Ministros têm buscado acordos com países produtores para garantir o fornecimento dos insumos

A alta nos preços dos fertilizantes e as dificuldades logísticas para aquisição desses produtos causadas pelas guerras na Ucrânia e no Oriente Médio entraram no radar do governo federal. Ministros têm buscado acordos com países produtores para garantir o fornecimento dos insumos ao Brasil e mapeado a oferta mundial para acesso pelas empresas brasileiras.
O ministro da Agricultura, André de Paula, disse que o governo adotou a chamada “diplomacia dos fertilizantes” para tentar solucionar a necessidade imediata de compra desses insumos para a safra 2026/27. Ele ressaltou que o problema do Brasil é a escala, ou seja, a demanda por uma grande quantidade dos produtos.
“Começamos esse processo antes das guerras e a dependência de importações era entre 91% e 93%. Isso se agravou com as duas guerras e gerou um rebate direto nas dificuldades”, afirmou a jornalistas após a abertura do Outlook Agro Brasil, evento realizado pelo Ministério da Agricultura e pela Agência Brasileira de Promoção das Exportações e Investimentos (ApexBrasil).
Segundo ele, o tema tem sido tratado em várias conversas bilaterais. Recentemente, ele esteve na China e na Nigéria para negociar o fornecimento dos insumos. Sinalizações de garantias de entregas geraram “relativas normalizações” no mercado, disse André de Paula.
O ministro citou ainda a retomada de quatro fábricas de fertilizantes da Petrobras. “Teremos capacidade de autossuficiência de 35% de nitrogenados que importamos”, disse.
O ministro do Desenvolvimento, Indústria, Comércio e Serviços, Márcio Elias Rosa, disse que viajará para a Índia na próxima semana e terá reuniões sobre o assunto com representantes de vários países.

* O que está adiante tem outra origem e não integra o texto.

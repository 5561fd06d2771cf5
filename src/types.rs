// Core Data Model
// Path entries as reported by a tree listing, the graph nodes and containment
// edges derived from them, and structured commit records.

use once_cell::sync::Lazy;
use regex::Regex;
use serde::{Deserialize, Serialize};
use std::fmt;
use std::str::FromStr;
use url::Url;

use crate::error::RepositoryUrlError;

/// Whether a tree entry (or graph node) is a file or a directory
#[derive(Debug, Clone, Copy, PartialEq, Eq, Hash, Serialize, Deserialize)]
#[serde(rename_all = "lowercase")]
pub enum EntryKind {
    File,
    Directory,
}

impl EntryKind {
    pub fn as_str(&self) -> &'static str {
        match self {
            EntryKind::File => "file",
            EntryKind::Directory => "directory",
        }
    }
}

impl fmt::Display for EntryKind {
    fn fmt(&self, f: &mut fmt::Formatter<'_>) -> fmt::Result {
        f.write_str(self.as_str())
    }
}

impl FromStr for EntryKind {
    type Err = String;

    fn from_str(s: &str) -> Result<Self, Self::Err> {
        match s.to_ascii_lowercase().as_str() {
            "file" | "blob" => Ok(EntryKind::File),
            "directory" | "dir" | "tree" => Ok(EntryKind::Directory),
            other => Err(format!("unknown entry kind '{other}'")),
        }
    }
}

/// One file or directory record from a repository tree listing
#[derive(Debug, Clone, PartialEq, Eq, Serialize, Deserialize)]
#[serde(rename_all = "camelCase")]
pub struct PathEntry {
    /// Slash-separated, repository-relative path
    pub path: String,
    pub kind: EntryKind,
    pub size: u64,
    pub content_hash: String,
}

impl PathEntry {
    pub fn file(path: impl Into<String>, size: u64, content_hash: impl Into<String>) -> Self {
        Self {
            path: path.into(),
            kind: EntryKind::File,
            size,
            content_hash: content_hash.into(),
        }
    }

    pub fn directory(path: impl Into<String>, content_hash: impl Into<String>) -> Self {
        Self {
            path: path.into(),
            kind: EntryKind::Directory,
            size: 0,
            content_hash: content_hash.into(),
        }
    }
}

/// A node in the containment graph, identified by its full path
#[derive(Debug, Clone, PartialEq, Eq, Serialize, Deserialize)]
#[serde(rename_all = "camelCase")]
pub struct GraphNode {
    /// Last path segment
    pub name: String,
    pub path: String,
    pub kind: EntryKind,
    pub size: u64,
    pub content_hash: String,
}

/// Directed "parent directory contains child" relationship
#[derive(Debug, Clone, PartialEq, Eq, Hash, PartialOrd, Ord, Serialize, Deserialize)]
#[serde(rename_all = "camelCase")]
pub struct ContainmentEdge {
    pub parent_path: String,
    pub child_path: String,
}

impl ContainmentEdge {
    pub fn new(parent_path: impl Into<String>, child_path: impl Into<String>) -> Self {
        Self {
            parent_path: parent_path.into(),
            child_path: child_path.into(),
        }
    }
}

/// Deduplicated node and edge sets produced by one flattening run
#[derive(Debug, Clone, Default, PartialEq, Eq, Serialize)]
pub struct FlattenedTree {
    /// Nodes in first-encountered order, unique by path
    pub nodes: Vec<GraphNode>,
    /// Edges in first-encountered order, unique by (parent, child)
    pub edges: Vec<ContainmentEdge>,
}

impl FlattenedTree {
    pub fn is_empty(&self) -> bool {
        self.nodes.is_empty() && self.edges.is_empty()
    }

    pub fn node(&self, path: &str) -> Option<&GraphNode> {
        self.nodes.iter().find(|node| node.path == path)
    }
}

/// Structured commit metadata, unique by hash within a commit store
#[derive(Debug, Clone, PartialEq, Eq, Serialize, Deserialize)]
pub struct Commit {
    pub hash: String,
    pub tree: String,
    pub author: String,
    pub date: String,
    pub message: String,
}

/// Owner and repository name of a GitHub-hosted repository
#[derive(Debug, Clone, PartialEq, Eq, Hash, Serialize, Deserialize)]
pub struct RepoCoordinates {
    pub owner: String,
    pub repo: String,
}

static SCP_GITHUB_URL: Lazy<Regex> = Lazy::new(|| {
    Regex::new(r"^git@github\.com:([^/]+)/([^/]+?)/?$").expect("static regex is valid")
});

static REPO_SEGMENT: Lazy<Regex> =
    Lazy::new(|| Regex::new(r"^[A-Za-z0-9._-]+$").expect("static regex is valid"));

const GITHUB_HOST: &str = "github.com";

/// A single owner or repository name: no separators, no `.`/`..`
fn is_valid_segment(segment: &str) -> bool {
    REPO_SEGMENT.is_match(segment) && segment != "." && segment != ".."
}

impl RepoCoordinates {
    pub fn new(owner: impl Into<String>, repo: impl Into<String>) -> Self {
        Self {
            owner: owner.into(),
            repo: repo.into(),
        }
    }

    /// Extract owner and repository from an https or scp-style GitHub URL.
    /// The host must be exactly `github.com`. A trailing `.git` and any path
    /// after the repository name are ignored.
    pub fn from_github_url(url: &str) -> Result<Self, RepositoryUrlError> {
        let trimmed = url.trim();
        let not_github = || RepositoryUrlError::NotGitHub {
            url: url.to_string(),
        };

        let (owner, repo) = if let Some(captures) = SCP_GITHUB_URL.captures(trimmed) {
            (captures[1].to_string(), captures[2].to_string())
        } else {
            let parsed = Url::parse(trimmed).map_err(|_| not_github())?;
            if !matches!(parsed.scheme(), "https" | "http" | "ssh" | "git")
                || parsed.host_str() != Some(GITHUB_HOST)
            {
                return Err(not_github());
            }
            let mut segments = parsed
                .path_segments()
                .ok_or_else(not_github)?
                .filter(|segment| !segment.is_empty());
            let owner = segments.next().ok_or_else(not_github)?.to_string();
            let repo = segments.next().unwrap_or_default().to_string();
            (owner, repo)
        };

        let repo = repo.strip_suffix(".git").unwrap_or(&repo).to_string();
        if repo.is_empty() {
            return Err(RepositoryUrlError::MissingRepository {
                url: url.to_string(),
            });
        }
        for segment in [&owner, &repo] {
            if !is_valid_segment(segment) {
                return Err(RepositoryUrlError::InvalidSegment {
                    url: url.to_string(),
                    segment: segment.clone(),
                });
            }
        }

        Ok(Self { owner, repo })
    }

    pub fn slug(&self) -> String {
        format!("{}/{}", self.owner, self.repo)
    }
}

impl fmt::Display for RepoCoordinates {
    fn fmt(&self, f: &mut fmt::Formatter<'_>) -> fmt::Result {
        write!(f, "{}/{}", self.owner, self.repo)
    }
}

#[cfg(test)]
mod tests {
    use super::*;

    #[test]
    fn test_parse_https_url() {
        let coords = RepoCoordinates::from_github_url("https://github.com/Kace33/ProjectHierarchy")
            .unwrap();
        assert_eq!(coords.owner, "Kace33");
        assert_eq!(coords.repo, "ProjectHierarchy");
        assert_eq!(coords.slug(), "Kace33/ProjectHierarchy");
    }

    #[test]
    fn test_parse_url_with_git_suffix_and_extra_segments() {
        let coords =
            RepoCoordinates::from_github_url("https://github.com/Kace33/ProjectHierarchy.git")
                .unwrap();
        assert_eq!(coords.repo, "ProjectHierarchy");

        let coords =
            RepoCoordinates::from_github_url("https://github.com/rust-lang/rust/tree/master/src")
                .unwrap();
        assert_eq!(coords, RepoCoordinates::new("rust-lang", "rust"));

        let coords = RepoCoordinates::from_github_url("https://github.com/owner/repo.name/").unwrap();
        assert_eq!(coords.repo, "repo.name");
    }

    #[test]
    fn test_parse_scp_style_url() {
        let coords = RepoCoordinates::from_github_url("git@github.com:owner/repo.git").unwrap();
        assert_eq!(coords, RepoCoordinates::new("owner", "repo"));
    }

    #[test]
    fn test_reject_non_github_url() {
        assert!(RepoCoordinates::from_github_url("https://gitlab.com/owner/repo").is_err());
        assert!(RepoCoordinates::from_github_url("not a url").is_err());
        assert!(RepoCoordinates::from_github_url("https://github.com/owner/.git").is_err());
        assert!(RepoCoordinates::from_github_url("https://github.com/owner").is_err());
    }

    #[test]
    fn test_reject_foreign_hosts() {
        for url in [
            "https://evil.example/github.com/a/b",
            "https://notgithub.com/a/b",
            "https://github.com.evil.example/a/b",
            "ftp://github.com/a/b",
            "git@evil.example:github.com/a/b",
        ] {
            assert!(
                matches!(
                    RepoCoordinates::from_github_url(url),
                    Err(RepositoryUrlError::NotGitHub { .. })
                ),
                "{url} should be rejected"
            );
        }
    }

    #[test]
    fn test_reject_dot_segments() {
        for url in [
            "https://github.com/../.",
            "https://github.com/owner/..",
            "https://github.com/./repo",
            "https://github.com/%2E%2E/repo",
            "git@github.com:../repo.git",
            "git@github.com:owner/...git",
            "https://github.com/own%20er/repo",
        ] {
            assert!(
                RepoCoordinates::from_github_url(url).is_err(),
                "{url} should be rejected"
            );
        }
    }

    #[test]
    fn test_accepts_allowed_name_characters() {
        let coords = RepoCoordinates::from_github_url("http://github.com/a-b/c_d.e").unwrap();
        assert_eq!(coords, RepoCoordinates::new("a-b", "c_d.e"));
    }

    #[test]
    fn test_entry_kind_parsing() {
        assert_eq!("blob".parse::<EntryKind>().unwrap(), EntryKind::File);
        assert_eq!("tree".parse::<EntryKind>().unwrap(), EntryKind::Directory);
        assert_eq!("Directory".parse::<EntryKind>().unwrap(), EntryKind::Directory);
        assert!("symlink".parse::<EntryKind>().is_err());
    }

    #[test]
    fn test_path_entry_serializes_camel_case() {
        let entry = PathEntry::file("a/b.txt", 10, "h1");
        let json = serde_json::to_value(&entry).unwrap();
        assert_eq!(json["contentHash"], "h1");
        assert_eq!(json["kind"], "file");
    }
}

Já o secretário de promoção comercial, ciência, tecnologia, inovação e cultura do Ministério das Relações Exteriores, Alex Giacomelli, disse que as embaixadas foram acionadas para mapear a oferta de fertilizantes ao redor do mundo. Foram feitas gestões com empresas e governos, afirmou, e uma lista com dados sobre a disponibilidade dos insumos foi repassada a companhias brasileiras.
Segundo ele, a medida poderá amenizar, principalmente, a demanda por fertilizantes fosfatados, mas não resolve a demanda por todos os nutrientes. Ele ressaltou a dificuldade da indústria de fertilizantes com os insumos, como enxofre e ácido sulfúrico. “Estamos todos trabalhando para resolver essa questão”, disse a jornalistas no evento.